Il vento del successo sta cambiando per Salvini. Frana l’alleanza sovranista. La Lega ha trionfato nelle elezioni per il Parlamento europeo del 26 maggio col 34% dei voti, ma il dopo urne sta riservando solo amarezze.
La partita delle nomine è un rosario di delusioni per il segretario del Carroccio, vice presidente del Consiglio e ministro dell’Interno. Ursula von der Leyen, popolare tedesca, è destinata a diventare presidente della Commissione europea. La francese Christine Lagarde, centrodestra, è in attesa di sostituire Mario Draghi come presidente della Bce (Banca centrale europea). Charles Michel, liberale belga, è in pista come presidente del Consiglio europeo. Per il socialista spagnolo Josep Borrel è scattato il conto alla rovescia per sostituire Federica Mogherini come Alto rappresentante Ue per la politica estera.
L’Italia perde posizioni di vertice importanti rispetto al passato e incassa un solo successo: David Sassoli, Pd, è stato eletto presidente del Parlamento europeo. Ma è una vittoria relativa perché Sassoli va al posto di Antonio Tajani, un altro italiano, e il mandato è solo per metà legislatura.

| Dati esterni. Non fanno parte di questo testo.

use crate::auth::token_cache::TokenCacheEntry;
use crate::config::{IdpSettings, TokenCacheSettings};
use crate::errors::{ErrorKind, ToolgateError, ToolgateResult};
use serde::Deserialize;
use std::collections::HashMap;
use std::time::Duration;
use tokio::sync::Mutex;
use tracing::debug;

#[derive(Debug, Deserialize)]
struct TokenResponse {
    access_token: String,
    #[serde(default = "default_expires_in")]
    expires_in: u64,
    #[serde(default = "default_token_type")]
    token_type: String,
    #[serde(default)]
    scope: Option<String>,
}

fn default_expires_in() -> u64 {
    300
}

fn default_token_type() -> String {
    "Bearer".to_string()
}

#[derive(Debug, Deserialize, Default)]
struct IdpErrorBody {
    #[serde(default)]
    error: Option<String>,
    #[serde(default)]
    error_description: Option<String>,
}

/// OAuth2 `client_credentials` grant for service-to-service auth.
///
/// Two modes: the service's own configured client, or a per-source triple
/// supplied by the caller. The cache is keyed on `(token_url, client_id)`
/// plus sorted scopes, so per-source clients never collide with the default.
pub struct ClientCredentialsService {
    http: reqwest::Client,
    default_idp: IdpSettings,
    cache_settings: TokenCacheSettings,
    cache: Mutex<HashMap<String, TokenCacheEntry>>,
}

impl ClientCredentialsService {
    pub fn new(
        http: reqwest::Client,
        default_idp: IdpSettings,
        cache_settings: TokenCacheSettings,
    ) -> Self {
        Self {
            http,
            default_idp,
            cache_settings,
            cache: Mutex::new(HashMap::new()),
        }
    }

    /// Token using the service's own configured client.
    pub async fn get_token(&self, scopes: &[String]) -> ToolgateResult<TokenCacheEntry> {
        let idp = self.default_idp.clone();
        self.get_token_for(&idp.token_url, &idp.client_id, &idp.client_secret, scopes)
            .await
    }

    /// Token for an arbitrary `(token_url, client_id, client_secret)` triple.
    pub async fn get_token_for(
        &self,
        token_url: &str,
        client_id: &str,
        client_secret: &str,
        scopes: &[String],
    ) -> ToolgateResult<TokenCacheEntry> {
        let cache_key = cache_key(token_url, client_id, scopes);
        {
            let cache = self.cache.lock().await;
            if let Some(entry) = cache.get(&cache_key) {
                if !entry.is_expired(self.cache_settings.expiry_buffer_secs) {
                    debug!("client credentials cache hit for client '{}'", client_id);
                    return Ok(entry.clone());
                }
            }
        }

        let entry = self
            .fetch(token_url, client_id, client_secret, scopes)
            .await?;
        self.cache.lock().await.insert(cache_key, entry.clone());
        Ok(entry)
    }

    async fn fetch(
        &self,
        token_url: &str,
        client_id: &str,
        client_secret: &str,
        scopes: &[String],
    ) -> ToolgateResult<TokenCacheEntry> {
        let scope = scopes.join(" ");
        let mut form: Vec<(&str, &str)> = vec![
            ("grant_type", "client_credentials"),
            ("client_id", client_id),
            ("client_secret", client_secret),
        ];
        if !scope.is_empty() {
            form.push(("scope", &scope));
        }

        let response = self
            .http
            .post(token_url)
            .form(&form)
            .timeout(Duration::from_secs(self.default_idp.timeout_secs))
            .send()
            .await
            .map_err(|e| {
                ToolgateError::new(
                    ErrorKind::ClientCredentialsFailed,
                    format!("client credentials request failed: {}", e),
                )
                .with_retryable(e.is_timeout() || e.is_connect())
            })?;

        let status = response.status();
        if !status.is_success() {
            let body = response.text().await.unwrap_or_default();
            let idp_error: IdpErrorBody = serde_json::from_str(&body).unwrap_or_default();
            return Err(ToolgateError::new(
                ErrorKind::ClientCredentialsFailed,
                format!(
                    "client credentials grant for '{}' failed: {}",
                    client_id,
                    idp_error
                        .error_description
                        .or(idp_error.error)
                        .unwrap_or_else(|| status.to_string())
                ),
            )
            .with_retryable(status.is_server_error())
            .with_upstream_status(status.as_u16()));
        }

        let token: TokenResponse = response.json().await.map_err(|e| {
            ToolgateError::new(
                ErrorKind::ClientCredentialsFailed,
                format!("token endpoint returned an unparsable body: {}", e),
            )
        })?;

        debug!(
            "client credentials grant succeeded for '{}' (expires_in: {}s)",
            client_id, token.expires_in
        );
        Ok(TokenCacheEntry::new(
            token.access_token,
            token.expires_in,
            token.token_type,
            token.scope,
        ))
    }

    /// Drop cached tokens: all of them, or only one client's.
    pub async fn clear_cache(&self, client_id: Option<&str>) -> usize {
        let mut cache = self.cache.lock().await;
        match client_id {
            None => {
                let count = cache.len();
                cache.clear();
                count
            }
            Some(client_id) => {
                let keys: Vec<String> = cache
                    .keys()
                    .filter(|key| key.split('|').nth(1) == Some(client_id))
                    .cloned()
                    .collect();
                for key in &keys {
                    cache.remove(key);
                }
                keys.len()
            }
        }
    }
}

fn cache_key(token_url: &str, client_id: &str, scopes: &[String]) -> String {
    let mut sorted = scopes.to_vec();
    sorted.sort();
    format!("{}|{}|{}", token_url, client_id, sorted.join(" "))
}

#[cfg(test)]
mod tests {
    use super::*;
    use serde_json::json;
    use wiremock::matchers::{body_string_contains, method, path};
    use wiremock::{Mock, MockServer, ResponseTemplate};

    fn service(server: &MockServer) -> ClientCredentialsService {
        ClientCredentialsService::new(
            reqwest::Client::new(),
            IdpSettings {
                token_url: format!("{}/token", server.uri()),
                client_id: "toolgate".into(),
                client_secret: "s3cr3t".into(),
                timeout_secs: 5,
            },
            TokenCacheSettings::default(),
        )
    }

    #[tokio::test]
    async fn default_client_grant_is_cached() {
        let server = MockServer::start().await;
        Mock::given(method("POST"))
            .and(path("/token"))
            .and(body_string_contains("grant_type=client_credentials"))
            .and(body_string_contains("client_id=toolgate"))
            .respond_with(ResponseTemplate::new(200).set_body_json(json!({
                "access_token": "svc-token",
                "expires_in": 600
            })))
            .expect(1)
            .mount(&server)
            .await;

        let service = service(&server);
        let token = service.get_token(&[]).await.unwrap();
        assert_eq!(token.access_token, "svc-token");
        assert!(!token.is_expired(60));
        service.get_token(&[]).await.unwrap();
    }

    #[tokio::test]
    async fn per_source_client_uses_its_own_cache_slot() {
        let server = MockServer::start().await;
        Mock::given(method("POST"))
            .and(path("/token"))
            .respond_with(ResponseTemplate::new(200).set_body_json(json!({
                "access_token": "x",
                "expires_in": 600
            })))
            .expect(2)
            .mount(&server)
            .await;

        let service = service(&server);
        service.get_token(&[]).await.unwrap();
        service
            .get_token_for(
                &format!("{}/token", server.uri()),
                "per-source-client",
                "other-secret",
                &[],
            )
            .await
            .unwrap();
    }

    #[tokio::test]
    async fn invalid_client_is_not_retryable() {
        let server = MockServer::start().await;
        Mock::given(method("POST"))
            .and(path("/token"))
            .respond_with(ResponseTemplate::new(401).set_body_json(json!({
                "error": "invalid_client",
                "error_description": "bad secret"
            })))
            .mount(&server)
            .await;

        let err = service(&server).get_token(&[]).await.unwrap_err();
        assert_eq!(err.kind, ErrorKind::ClientCredentialsFailed);
        assert!(!err.is_retryable());
        assert!(err.message.contains("bad secret"));
    }

    #[tokio::test]
    async fn clear_cache_by_client_id() {
        let server = MockServer::start().await;
        Mock::given(method("POST"))
            .and(path("/token"))
            .respond_with(ResponseTemplate::new(200).set_body_json(json!({
                "access_token": "x",
                "expires_in": 600
            })))
            .mount(&server)
            .await;

        let service = service(&server);
        service.get_token(&[]).await.unwrap();
        service
            .get_token_for(&format!("{}/token", server.uri()), "other", "s", &[])
            .await
            .unwrap();

        assert_eq!(service.clear_cache(Some("other")).await, 1);
        assert_eq!(service.clear_cache(None).await, 1);
    }
}
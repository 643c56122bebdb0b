//! Token acquisition and auth bridging.
//!
//! Three cooperating services: RFC 8693 exchange against the trusted IdP,
//! OAuth2 client-credentials for service-to-service auth, and OIDC discovery
//! plus exchange against external identity providers. All cache their tokens
//! keyed on subject-token hash + target audience.

pub mod claims;
pub mod client_credentials;
pub mod exchange;
pub mod external_idp;
pub mod oidc;
pub mod token_cache;

pub use claims::UserContext;
pub use client_credentials::ClientCredentialsService;
pub use exchange::TokenExchanger;
pub use external_idp::ExternalIdpProvider;
pub use oidc::{DiscoveryDocument, OidcDiscoveryCache};
pub use token_cache::{RedisTokenCache, SharedTokenCache, TokenCacheEntry};
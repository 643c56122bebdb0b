// Shared test fixtures — not all items used by every test binary.
#![allow(unused)]

use async_trait::async_trait;
use futures_util::stream::BoxStream;
use serde_json::Value;
use std::collections::VecDeque;
use std::sync::{Arc, Once};
use tokio::sync::Mutex;
use toolgate::orchestrator::{LlmRunner, ProtocolMessage, RunEvent, RunRequest, WireSink};

static TRACING: Once = Once::new();

/// Install a test subscriber once; `RUST_LOG` controls verbosity.
pub fn init_tracing() {
    TRACING.call_once(|| {
        let _ = tracing_subscriber::fmt()
            .with_env_filter(tracing_subscriber::EnvFilter::from_default_env())
            .with_test_writer()
            .try_init();
    });
}

/// LLM runner that replays scripted event sequences, one per run, and
/// records the requests it saw.
pub struct ScriptedRunner {
    scripts: Mutex<VecDeque<Vec<RunEvent>>>,
    pub requests: Mutex<Vec<RunRequest>>,
    pub generated: String,
    pub valid_models: Vec<String>,
}

impl ScriptedRunner {
    pub fn new(scripts: Vec<Vec<RunEvent>>) -> Arc<Self> {
        Arc::new(Self {
            scripts: Mutex::new(scripts.into()),
            requests: Mutex::new(Vec::new()),
            generated: "generated stem".to_string(),
            valid_models: vec!["gpt-test".to_string()],
        })
    }

    /// A run that streams `text` in two chunks and completes.
    pub fn simple_response(text: &str) -> Vec<RunEvent> {
        let (first, second) = text.split_at(text.len() / 2);
        vec![
            RunEvent::RunStarted,
            RunEvent::ResponseChunk {
                content: first.to_string(),
            },
            RunEvent::ResponseChunk {
                content: second.to_string(),
            },
            RunEvent::RunCompleted,
        ]
    }
}

#[async_trait]
impl LlmRunner for ScriptedRunner {
    async fn run_stream(&self, request: RunRequest) -> BoxStream<'static, RunEvent> {
        self.requests.lock().await.push(request);
        let events = self
            .scripts
            .lock()
            .await
            .pop_front()
            .unwrap_or_else(|| vec![RunEvent::RunFailed {
                error: "no scripted response".into(),
            }]);
        Box::pin(futures_util::stream::iter(events))
    }

    async fn generate(&self, _prompt: &str, _model: Option<&str>) -> anyhow::Result<String> {
        Ok(self.generated.clone())
    }

    fn is_valid_model(&self, model: &str) -> bool {
        self.valid_models.iter().any(|m| m == model)
    }
}

/// Wire sink that records every message sent per connection.
#[derive(Default)]
pub struct RecordingWire {
    pub sent: Mutex<Vec<(String, ProtocolMessage)>>,
}

impl RecordingWire {
    pub fn new() -> Arc<Self> {
        Arc::new(Self::default())
    }

    pub async fn messages(&self) -> Vec<ProtocolMessage> {
        self.sent.lock().await.iter().map(|(_, m)| m.clone()).collect()
    }

    pub async fn of_type(&self, message_type: &str) -> Vec<ProtocolMessage> {
        self.messages()
            .await
            .into_iter()
            .filter(|m| m.message_type == message_type)
            .collect()
    }

    pub async fn types(&self) -> Vec<String> {
        self.messages()
            .await
            .into_iter()
            .map(|m| m.message_type)
            .collect()
    }

    pub async fn last_payload(&self, message_type: &str) -> Option<Value> {
        self.of_type(message_type).await.last().map(|m| m.payload.clone())
    }
}

#[async_trait]
impl WireSink for RecordingWire {
    async fn send(&self, connection_id: &str, message: ProtocolMessage) -> anyhow::Result<()> {
        self.sent
            .lock()
            .await
            .push((connection_id.to_string(), message));
        Ok(())
    }
}
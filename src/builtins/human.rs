use crate::builtins::{BuiltinTool, BuiltinToolResult, UserContext, optional_str, required_str};
use async_trait::async_trait;
use serde_json::{Map, Value, json};

/// Human-in-the-loop marker tool.
///
/// Does not block. The marker result instructs the calling host to pause
/// the agent run and surface the question to the user.
pub struct AskHumanTool;

#[async_trait]
impl BuiltinTool for AskHumanTool {
    fn name(&self) -> &str {
        "ask_human"
    }

    fn description(&self) -> &str {
        "Ask the human user a question. The agent run pauses until the user answers."
    }

    fn input_schema(&self) -> Value {
        json!({
            "type": "object",
            "properties": {
                "question": {"type": "string", "description": "The question to present to the user"},
                "context": {"type": "string", "description": "Optional context shown with the question"}
            },
            "required": ["question"]
        })
    }

    async fn execute(&self, arguments: &Map<String, Value>, _user: &UserContext) -> BuiltinToolResult {
        let question = match required_str(arguments, "question") {
            Ok(q) => q,
            Err(e) => return BuiltinToolResult::err(e),
        };
        let mut metadata = Map::new();
        metadata.insert("pause_agent".into(), json!(true));
        BuiltinToolResult::ok_with_metadata(
            json!({
                "action": "ask_human",
                "question": question,
                "context": optional_str(arguments, "context"),
            }),
            metadata,
        )
    }
}
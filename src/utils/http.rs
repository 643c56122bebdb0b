//! HTTP body handling shared by the fetch builtin and the executor:
//! content-type classification and a size-capped, classified body reader.

use anyhow::{Result, bail};
use reqwest::Response;
use serde_json::Value;

/// Whether a content type denotes text the agent can consume inline.
pub fn is_text_content(content_type: &str) -> bool {
    let ct = content_type.to_lowercase();
    ct.starts_with("text/")
        || ct.contains("json")
        || ct.contains("xml")
        || ct.contains("javascript")
        || ct.contains("x-www-form-urlencoded")
}

pub fn is_json_content(content_type: &str) -> bool {
    content_type.to_lowercase().contains("json")
}

/// A response body classified by its content type.
#[derive(Debug)]
pub enum FetchedBody {
    /// `application/json` (parsed; unparsable JSON degrades to `Text`).
    Json(Value),
    /// Other textual types, lossily decoded.
    Text(String),
    /// Everything else, raw.
    Binary(Vec<u8>),
}

/// Outcome of [`read_classified`].
#[derive(Debug)]
pub struct FetchedResponse {
    pub status: u16,
    pub content_type: String,
    pub size_bytes: usize,
    /// The body hit the byte cap and was cut off.
    pub truncated: bool,
    pub body: FetchedBody,
}

/// Read a response body under `max_bytes` and classify it.
///
/// A `Content-Length` over the cap is rejected outright; without the header
/// the body streams with a running counter and is truncated at the cap
/// (raw, no marker, so binary content survives). Classification follows the
/// content type: JSON is parsed, text is decoded, anything else stays bytes.
pub async fn read_classified(resp: Response, max_bytes: usize) -> Result<FetchedResponse> {
    if let Some(declared) = resp.content_length() {
        if declared as usize > max_bytes {
            bail!(
                "response body of {} bytes exceeds the {} byte limit",
                declared,
                max_bytes
            );
        }
    }

    let status = resp.status().as_u16();
    let content_type = resp
        .headers()
        .get(reqwest::header::CONTENT_TYPE)
        .and_then(|v| v.to_str().ok())
        .unwrap_or("application/octet-stream")
        .to_string();

    let mut bytes: Vec<u8> = Vec::new();
    let mut truncated = false;
    let mut stream = resp;
    while let Some(chunk) = stream.chunk().await? {
        if bytes.len() + chunk.len() <= max_bytes {
            bytes.extend_from_slice(&chunk);
            continue;
        }
        bytes.extend_from_slice(&chunk[..max_bytes - bytes.len()]);
        truncated = true;
        break;
    }

    let size_bytes = bytes.len();
    let body = if is_json_content(&content_type) {
        let text = String::from_utf8_lossy(&bytes).into_owned();
        match serde_json::from_str(&text) {
            Ok(value) => FetchedBody::Json(value),
            Err(_) => FetchedBody::Text(text),
        }
    } else if is_text_content(&content_type) {
        FetchedBody::Text(String::from_utf8_lossy(&bytes).into_owned())
    } else {
        FetchedBody::Binary(bytes)
    };

    Ok(FetchedResponse {
        status,
        content_type,
        size_bytes,
        truncated,
        body,
    })
}
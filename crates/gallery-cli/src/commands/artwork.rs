//! Artwork commands - create and delete artworks.

use colored::Colorize;
use gallery::NewArtwork;

use super::{CommandResult, Context, print_outcome};

pub fn create(ctx: &Context, artist: &str, id: Option<String>, title: Option<String>) -> CommandResult {
    let (store, engine) = ctx.open()?;

    let mut new = NewArtwork::new();
    new.id = id;
    new.title = title;
    let result = engine.create_artwork(artist, new)?;
    ctx.save(&store)?;

    println!(
        "{} {} for artist {}",
        "Created artwork".green().bold(),
        result.artwork.id.white().bold(),
        artist.cyan()
    );
    print_outcome(result.writes, &result.warnings);
    Ok(())
}

pub fn delete(ctx: &Context, artwork: &str) -> CommandResult {
    let (store, engine) = ctx.open()?;

    let result = engine.delete_artwork(artwork)?;
    ctx.save(&store)?;

    println!("{} {}", "Deleted artwork".red().bold(), artwork.white().bold());
    if let Some(show) = result.artwork.artshow_id() {
        println!("  Removed from show {}", show.cyan());
    }
    print_outcome(result.writes, &result.warnings);
    Ok(())
}
//! Typed documents for the four collections and the assignment state machine.
//!
//! Documents are schemaless JSON in the store. These types read them
//! leniently (missing arrays are empty, empty-string references are absent)
//! and serialize back to the same camelCase field names, so the engine can
//! diff a working copy against what it read and write only changed fields.

mod artist;
mod artwork;
mod assignment;
mod id;
mod location;
mod show;

pub use artist::{Artist, ArtistRole, ArtistStatus};
pub use artwork::{Artwork, NewArtwork};
pub use assignment::{Assignment, ShowStatus, Transition, TransitionError};
pub use id::{generate_artwork_id, validate_id};
pub use location::Location;
pub use show::{Show, ShowState};

use serde::Serialize;
use serde::de::DeserializeOwned;

use crate::store::Collection;

/// A document type stored in one collection.
pub trait Entity: Serialize + DeserializeOwned + Clone + Send {
    /// Collection holding documents of this type.
    const COLLECTION: Collection;

    /// Document id.
    fn id(&self) -> &str;
}

/// `Option<String>` stored as a plain string where `""` means absent.
pub(crate) mod empty_string {
    use serde::{Deserialize, Deserializer, Serializer};

    pub fn serialize<S>(value: &Option<String>, serializer: S) -> Result<S::Ok, S::Error>
    where
        S: Serializer,
    {
        serializer.serialize_str(value.as_deref().unwrap_or(""))
    }

    pub fn deserialize<'de, D>(deserializer: D) -> Result<Option<String>, D::Error>
    where
        D: Deserializer<'de>,
    {
        let raw = Option::<String>::deserialize(deserializer)?;
        Ok(raw.filter(|s| !s.trim().is_empty()))
    }
}

/// Implements lossless string conversions for a status-like enum with an
/// `Other(String)` catch-all, so unknown stored values survive a round trip.
macro_rules! string_enum {
    ($name:ident { $($variant:ident => $text:literal),+ $(,)? }) => {
        impl $name {
            /// Stored string form.
            pub fn as_str(&self) -> &str {
                match self {
                    $($name::$variant => $text,)+
                    $name::Other(raw) => raw.as_str(),
                }
            }
        }

        impl From<String> for $name {
            fn from(raw: String) -> Self {
                let known = match raw.as_str() {
                    $($text => Some($name::$variant),)+
                    _ => None,
                };
                match known {
                    Some(value) => value,
                    None => $name::Other(raw),
                }
            }
        }

        impl From<$name> for String {
            fn from(value: $name) -> Self {
                value.as_str().to_string()
            }
        }

        impl std::fmt::Display for $name {
            fn fmt(&self, f: &mut std::fmt::Formatter<'_>) -> std::fmt::Result {
                f.write_str(self.as_str())
            }
        }
    };
}

pub(crate) use string_enum;
//! Deadline-checked access to a store, either direct or inside a transaction.

use std::time::{Duration, Instant};

use crate::error::StoreError;
use crate::store::{
    Collection, Document, DocumentStore, FieldUpdates, Predicate, StoreResult, Transaction,
};

/// Operation deadline, checked before every store call.
#[derive(Debug, Clone, Copy)]
pub(crate) struct Deadline {
    started: Instant,
    limit: Option<Duration>,
}

impl Deadline {
    pub(crate) fn start(limit: Option<Duration>) -> Self {
        Self {
            started: Instant::now(),
            limit,
        }
    }

    /// Stop enforcing the limit.
    pub(crate) fn clear(&mut self) {
        self.limit = None;
    }

    pub(crate) fn check(&self) -> StoreResult<()> {
        let elapsed = self.started.elapsed();
        match self.limit {
            Some(limit) if elapsed >= limit => Err(StoreError::Timeout { elapsed }),
            _ => Ok(()),
        }
    }
}

/// The calls a work set needs, independent of whether a transaction is open.
pub(crate) trait DocAccess {
    fn get(&mut self, collection: Collection, id: &str) -> StoreResult<Option<Document>>;

    fn update(&mut self, collection: Collection, id: &str, fields: &FieldUpdates)
    -> StoreResult<()>;

    fn insert(&mut self, collection: Collection, id: &str, document: Document) -> StoreResult<()>;

    fn delete(&mut self, collection: Collection, id: &str) -> StoreResult<()>;

    /// Whether writes are buffered and committed atomically.
    fn is_transactional(&self) -> bool;

    /// Lift the deadline so compensating writes can still be issued.
    fn clear_deadline(&mut self);
}

/// Direct calls against the store.
pub(crate) struct StoreAccess<'a> {
    store: &'a dyn DocumentStore,
    deadline: Deadline,
}

impl<'a> StoreAccess<'a> {
    pub(crate) fn new(store: &'a dyn DocumentStore, deadline: Deadline) -> Self {
        Self { store, deadline }
    }

    /// Ids of the documents matching `predicate`.
    pub(crate) fn query_ids(
        &self,
        collection: Collection,
        predicate: &Predicate,
    ) -> StoreResult<Vec<String>> {
        self.deadline.check()?;
        let docs = self.store.query(collection, predicate)?;
        Ok(docs
            .iter()
            .filter_map(|doc| doc.get("id").and_then(|id| id.as_str()))
            .map(str::to_string)
            .collect())
    }
}

impl DocAccess for StoreAccess<'_> {
    fn get(&mut self, collection: Collection, id: &str) -> StoreResult<Option<Document>> {
        self.deadline.check()?;
        self.store.get(collection, id)
    }

    fn update(
        &mut self,
        collection: Collection,
        id: &str,
        fields: &FieldUpdates,
    ) -> StoreResult<()> {
        self.deadline.check()?;
        self.store.update(collection, id, fields)
    }

    fn insert(&mut self, collection: Collection, id: &str, document: Document) -> StoreResult<()> {
        self.deadline.check()?;
        self.store.insert(collection, id, document)
    }

    fn delete(&mut self, collection: Collection, id: &str) -> StoreResult<()> {
        self.deadline.check()?;
        self.store.delete(collection, id)
    }

    fn is_transactional(&self) -> bool {
        false
    }

    fn clear_deadline(&mut self) {
        self.deadline.clear();
    }
}

/// Calls routed through an open transaction.
pub(crate) struct TxAccess<'a> {
    tx: &'a mut dyn Transaction,
    deadline: Deadline,
}

impl<'a> TxAccess<'a> {
    pub(crate) fn new(tx: &'a mut dyn Transaction, deadline: Deadline) -> Self {
        Self { tx, deadline }
    }
}

impl DocAccess for TxAccess<'_> {
    fn get(&mut self, collection: Collection, id: &str) -> StoreResult<Option<Document>> {
        self.deadline.check()?;
        self.tx.get(collection, id)
    }

    fn update(
        &mut self,
        collection: Collection,
        id: &str,
        fields: &FieldUpdates,
    ) -> StoreResult<()> {
        self.deadline.check()?;
        self.tx.update(collection, id, fields)
    }

    fn insert(&mut self, collection: Collection, id: &str, document: Document) -> StoreResult<()> {
        self.deadline.check()?;
        self.tx.insert(collection, id, document)
    }

    fn delete(&mut self, collection: Collection, id: &str) -> StoreResult<()> {
        self.deadline.check()?;
        self.tx.delete(collection, id)
    }

    fn is_transactional(&self) -> bool {
        true
    }

    fn clear_deadline(&mut self) {
        self.deadline.clear();
    }
}

#[cfg(test)]
mod tests {
    use super::*;

    #[test]
    fn test_deadline_without_limit_never_expires() {
        assert!(Deadline::start(None).check().is_ok());
    }

    #[test]
    fn test_expired_deadline() {
        let deadline = Deadline::start(Some(Duration::ZERO));
        assert!(matches!(deadline.check(), Err(StoreError::Timeout { .. })));
    }
}
//! Notification hook trait and event payload.

use chrono::{DateTime, Utc};
use serde::{Deserialize, Serialize};
use thiserror::Error;

/// Emitted once when an artist has been accepted into a show.
#[derive(Debug, Clone, PartialEq, Serialize, Deserialize)]
#[serde(rename_all = "camelCase")]
pub struct AcceptanceEvent {
    pub artist_id: String,
    pub show_id: String,
    #[serde(default, skip_serializing_if = "Option::is_none")]
    pub location_id: Option<String>,
    pub selected_artwork_count: usize,
    pub accepted_at: DateTime<Utc>,
}

impl AcceptanceEvent {
    /// Create an event stamped with the current time.
    pub fn new(
        artist_id: impl Into<String>,
        show_id: impl Into<String>,
        location_id: Option<&str>,
        selected_artwork_count: usize,
    ) -> Self {
        Self {
            artist_id: artist_id.into(),
            show_id: show_id.into(),
            location_id: location_id.map(str::to_string),
            selected_artwork_count,
            accepted_at: Utc::now(),
        }
    }
}

/// Why a hook could not take an event.
#[derive(Debug, Clone, Error, PartialEq, Eq)]
pub enum NotifyError {
    /// The consumer or delivery worker has gone away.
    #[error("notification consumer disconnected")]
    Disconnected,

    /// The hook refused the event.
    #[error("notification rejected: {0}")]
    Rejected(String),
}

/// Receiver of acceptance events.
///
/// Implementations must be thread-safe (Send + Sync) and should return
/// quickly: the engine calls them on the request path.
pub trait NotificationHook: Send + Sync {
    /// Hand off one event.
    fn notify(&self, event: &AcceptanceEvent) -> Result<(), NotifyError>;

    /// Hook name (for logging).
    fn name(&self) -> &str;
}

È invece una disfatta per la Lega e i sovranisti europei. Salvini per primo ha riconosciuto la sconfitta: «Vergognoso, vergognoso…La Lega vince le elezioni e il presidente del Parlamento è uno del Pd». Non solo. «Ci sono le vicepresidenze. E qui, invece che uno della Lega, tutti d’amore e d’accordo nell’eleggere un grillino». Già perché Fabio Massimo Castaldo, M5S, è stato confermato come vice presidente del Parlamento europeo, un posto ambito dalla leghista Mara Bizzotto. In questo caso la sconfitta di Salvini è ancora più bruciante perché i cinquestelle, alleati di governo battuti alle europee col 17% dei voti, hanno soffiato al Carroccio anche il secondo podio dell’Europarlamento. Forse lo scontro continuo tra Salvini e Di Maio ha influito sulla rottura per la vice presidenza del Parlamento europeo.
Ha ceduto la strategia dell’alleanza sovranista di Salvini. Ha fatto cilecca sia l’intesa con i paesi del Patto di Visegrad (Ungheria, Polonia, Repubblica Ceca, Slovacchia) sia quella con la francese Marine Le Pen e con il britannico Nigel Farage. I partiti europeisti (popolari, socialisti, liberali, verdi) hanno fatto valere contro le forze euroscettiche la maggioranza dei voti raccolti nelle elezioni europee.
Eppure Matteo Salvini dopo le europee era entusiasta. In una conferenza stampa baciò un piccolo Crocifisso («Ringrazio chi c’è lassù») e annunciò «una Europa che cambia. Che si è stufata delle élite, delle multinazionali».
Il naufragio nella battaglia per le nomine europee, però, non si spiega solo con i numeri, con la maggioranza dei voti conquistati dai partiti europeisti nelle elezioni per l’Europarlamento. C’è anche un problema politico con il quale fare i conti: i patti tra sovranisti hanno le gambe gracili perché davanti all’interesse nazionale dei singoli paesi si sfalda ogni tipo di solidarietà. Salvini, del resto, l’ha constatato molte volte a sue spese sia sui migranti sia sui malandati conti pubblici italiani. I partiti sovranisti al governo nelle nazioni del Patto di Visegrad sono stati tra i più duri censori dell’Italia sia sulla redistribuzione dei migranti sia sulla riduzione del debito pubblico. Con buona pace degli impegni per le battaglie populiste comuni.